### Listed records
//! Socket transport built on tokio UDP and TCP.
//!
//! This module provides [`SocketNetwork`], the [`RingNetwork`] implementation
//! used by the binary. Every peer listens on `port_base + id` for both
//! protocols on the same host.
//!
//! # Addressing
//!
//! Probes are sent from the peer's own bound UDP socket, so the receiver can
//! recover the sender's id from the datagram's source port with
//! [`peer_from_port`]. Stream messages open a fresh TCP connection per
//! message and close it after writing.

use std::io;
use std::net::{IpAddr, SocketAddr};
use std::sync::Arc;

use async_trait::async_trait;
use thiserror::Error;
use tokio::net::{TcpStream, UdpSocket};
use tokio::time::{timeout, Duration};

use crate::config::PeerConfig;
use crate::core::{PeerId, RingNetwork};
use crate::framing::write_payload;

/// Failure of a single outbound send.
#[derive(Debug, Error)]
pub enum SendError {
    /// The connection was refused: the peer is not listening any more.
    #[error("peer {peer} is unreachable")]
    Unreachable { peer: PeerId },
    #[error("connecting to peer {peer} timed out")]
    Timeout { peer: PeerId },
    #[error(transparent)]
    Io(#[from] io::Error),
}

/// The port a peer listens on.
pub fn peer_port(port_base: u16, peer: PeerId) -> u16 {
    port_base.saturating_add(u16::from(peer))
}

/// Recover a peer id from a port, if the port lies in the ring's range.
pub fn peer_from_port(port_base: u16, port: u16) -> Option<PeerId> {
    port.checked_sub(port_base)
        .and_then(|offset| PeerId::try_from(offset).ok())
}

/// Whether a connect error means nobody is listening at the far end.
fn is_unreachable(err: &io::Error) -> bool {
    matches!(
        err.kind(),
        io::ErrorKind::ConnectionRefused
            | io::ErrorKind::ConnectionReset
            | io::ErrorKind::ConnectionAborted
    )
}

/// [`RingNetwork`] over real sockets.
///
/// Shares the UDP socket with the datagram listener so that probes carry the
/// local peer's port as their source.
pub struct SocketNetwork {
    udp: Arc<UdpSocket>,
    host: IpAddr,
    port_base: u16,
    connect_timeout: Duration,
}

impl SocketNetwork {
    pub fn new(udp: Arc<UdpSocket>, config: &PeerConfig) -> Self {
        Self {
            udp,
            host: config.host,
            port_base: config.port_base,
            connect_timeout: config.connect_timeout,
        }
    }

    fn addr(&self, peer: PeerId) -> SocketAddr {
        SocketAddr::new(self.host, peer_port(self.port_base, peer))
    }
}

#[async_trait]
impl RingNetwork for SocketNetwork {
    async fn send_datagram(&self, to: PeerId, payload: Vec<u8>) -> Result<(), SendError> {
        self.udp.send_to(&payload, self.addr(to)).await?;
        Ok(())
    }

    async fn send_stream(&self, to: PeerId, payload: Vec<u8>) -> Result<(), SendError> {
        let mut stream = match timeout(self.connect_timeout, TcpStream::connect(self.addr(to))).await {
            Err(_) => return Err(SendError::Timeout { peer: to }),
            Ok(Err(err)) if is_unreachable(&err) => return Err(SendError::Unreachable { peer: to }),
            Ok(Err(err)) => return Err(err.into()),
            Ok(Ok(stream)) => stream,
        };
        write_payload(&mut stream, &payload).await?;
        Ok(())
    }
}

### Assigned task
What is wanted is an exact copy of the data.

### Exercise output
//! Socket transport built on tokio UDP and TCP.
//!
//! This module provides [`SocketNetwork`], the [`RingNetwork`] implementation
//! used by the binary. Every peer listens on `port_base + id` for both
//! protocols on the same host.
//!
//! # Addressing
//!
//! Probes are sent from the peer's own bound UDP socket, so the receiver can
//! recover the sender's id from the datagram's source port with
//! [`peer_from_port`]. Stream messages open a fresh TCP connection per
//! message and close it after writing.

use std::io;
use std::net::{IpAddr, SocketAddr};
use std::sync::Arc;

use async_trait::async_trait;
use thiserror::Error;
use tokio::net::{TcpStream, UdpSocket};
use tokio::time::{timeout, Duration};

use crate::config::PeerConfig;
use crate::core::{PeerId, RingNetwork};
use crate::framing::write_payload;

/// Failure of a single outbound send.
#[derive(Debug, Error)]
pub enum SendError {
    /// The connection was refused: the peer is not listening any more.
    #[error("peer {peer} is unreachable")]
    Unreachable { peer: PeerId },
    #[error("connecting to peer {peer} timed out")]
    Timeout { peer: PeerId },
    #[error(transparent)]
    Io(#[from] io::Error),
}

/// The port a peer listens on.
pub fn peer_port(port_base: u16, peer: PeerId) -> u16 {
    port_base.saturating_add(u16::from(peer))
}

/// Recover a peer id from a port, if the port lies in the ring's range.
pub fn peer_from_port(port_base: u16, port: u16) -> Option<PeerId> {
    port.checked_sub(port_base)
        .and_then(|offset| PeerId::try_from(offset).ok())
}

/// Whether a connect error means nobody is listening at the far end.
fn is_unreachable(err: &io::Error) -> bool {
    matches!(
        err.kind(),
        io::ErrorKind::ConnectionRefused
            | io::ErrorKind::ConnectionReset
            | io::ErrorKind::ConnectionAborted
    )
}

/// [`RingNetwork`] over real sockets.
///
/// Shares the UDP socket with the datagram listener so that probes carry the
/// local peer's port as their source.
pub struct SocketNetwork {
    udp: Arc<UdpSocket>,
    host: IpAddr,
    port_base: u16,
    connect_timeout: Duration,
}

impl SocketNetwork {
    pub fn new(udp: Arc<UdpSocket>, config: &PeerConfig) -> Self {
        Self {
            udp,
            host: config.host,
            port_base: config.port_base,
            connect_timeout: config.connect_timeout,
        }
    }

    fn addr(&self, peer: PeerId) -> SocketAddr {
        SocketAddr::new(self.host, peer_port(self.port_base, peer))
    }
}

#[async_trait]
impl RingNetwork for SocketNetwork {
    async fn send_datagram(&self, to: PeerId, payload: Vec<u8>) -> Result<(), SendError> {
        self.udp.send_to(&payload, self.addr(to)).await?;
        Ok(())
    }

    async fn send_stream(&self, to: PeerId, payload: Vec<u8>) -> Result<(), SendError> {
        let mut stream = match timeout(self.connect_timeout, TcpStream::connect(self.addr(to))).await {
            Err(_) => return Err(SendError::Timeout { peer: to }),
            Ok(Err(err)) if is_unreachable(&err) => return Err(SendError::Unreachable { peer: to }),
            Ok(Err(err)) => return Err(err.into()),
            Ok(Ok(stream)) => stream,
        };
        write_payload(&mut stream, &payload).await?;
        Ok(())
    }
}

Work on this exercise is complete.